(Stored items)
──────────
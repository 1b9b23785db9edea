//! Prometheus metrics for request performance and learning activity.

use std::{sync::LazyLock, time::Instant};

use axum::{
    extract::{Request, State},
    http::StatusCode,
    middleware::Next,
    response::{IntoResponse, Response},
};
use metrics::{counter, gauge, histogram};
use metrics_exporter_prometheus::{Matcher, PrometheusBuilder, PrometheusHandle};
use regex::Regex;

use crate::session::SessionKind;

static UUID_SEGMENT: LazyLock<Regex> = LazyLock::new(|| {
    Regex::new(r"[0-9a-f]{8}-[0-9a-f]{4}-[0-9a-f]{4}-[0-9a-f]{4}-[0-9a-f]{12}")
        .expect("valid uuid pattern")
});
static NUMBER_SEGMENT: LazyLock<Regex> =
    LazyLock::new(|| Regex::new(r"/user-\d+|/\d+").expect("valid number pattern"));

/// Initialize Prometheus metrics exporter
pub fn init_metrics() -> anyhow::Result<PrometheusHandle> {
    let builder = PrometheusBuilder::new().set_buckets_for_metric(
        Matcher::Full("http_request_duration_seconds".to_string()),
        &[
            0.005, 0.01, 0.025, 0.05, 0.1, 0.25, 0.5, 1.0, 2.5, 5.0, 10.0,
        ],
    )?;

    Ok(builder.install_recorder()?)
}

/// Middleware to record HTTP request metrics
pub async fn track_metrics(req: Request, next: Next) -> Response {
    let start = Instant::now();
    let method = req.method().to_string();
    let path = normalize_path(req.uri().path());

    let in_flight = gauge!("http_requests_in_flight", "method" => method.clone(), "path" => path.clone());
    in_flight.increment(1.0);

    let response = next.run(req).await;

    in_flight.decrement(1.0);

    let duration = start.elapsed().as_secs_f64();
    let status = response.status().as_u16().to_string();

    counter!(
        "http_requests_total",
        "method" => method.clone(),
        "path" => path.clone(),
        "status" => status.clone()
    )
    .increment(1);

    histogram!(
        "http_request_duration_seconds",
        "method" => method,
        "path" => path,
        "status" => status
    )
    .record(duration);

    response
}

/// Replace session and recipe ids with placeholders to bound cardinality
fn normalize_path(path: &str) -> String {
    let normalized = UUID_SEGMENT.replace_all(path, ":id");
    NUMBER_SEGMENT.replace_all(&normalized, "/:id").into_owned()
}

/// Handler for the /metrics endpoint
pub async fn metrics_handler(State(handle): State<PrometheusHandle>) -> impl IntoResponse {
    (StatusCode::OK, handle.render())
}

/// A session's results were recorded
pub fn record_session_completed(kind: SessionKind, points: u64) {
    counter!("sessions_completed_total", "kind" => kind.as_str()).increment(1);
    counter!("points_awarded_total", "kind" => kind.as_str()).increment(points);
}

/// A session was abandoned before its results were recorded
pub fn record_session_exited(kind: SessionKind) {
    counter!("sessions_exited_total", "kind" => kind.as_str()).increment(1);
}

/// An assistant call failed over to its local fallback
pub fn record_assistant_fallback(call: &'static str) {
    counter!("assistant_fallbacks_total", "call" => call).increment(1);
}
──────────
▸ **What the task requires**:
Write the opening line of the data above and every line after it, exactly, stopping once you have written the line with "static UUID_SEGMENT: LazyLock<Regex>".

▸ **Task solution**:
repository 1b9b23785db9edea
//! Prometheus metrics for request performance and learning activity.

use std::{sync::LazyLock, time::Instant};

use axum::{
    extract::{Request, State},
    http::StatusCode,
    middleware::Next,
    response::{IntoResponse, Response},
};
use metrics::{counter, gauge, histogram};
use metrics_exporter_prometheus::{Matcher, PrometheusBuilder, PrometheusHandle};
use regex::Regex;

use crate::session::SessionKind;

static UUID_SEGMENT: LazyLock<Regex> = LazyLock::new(|| {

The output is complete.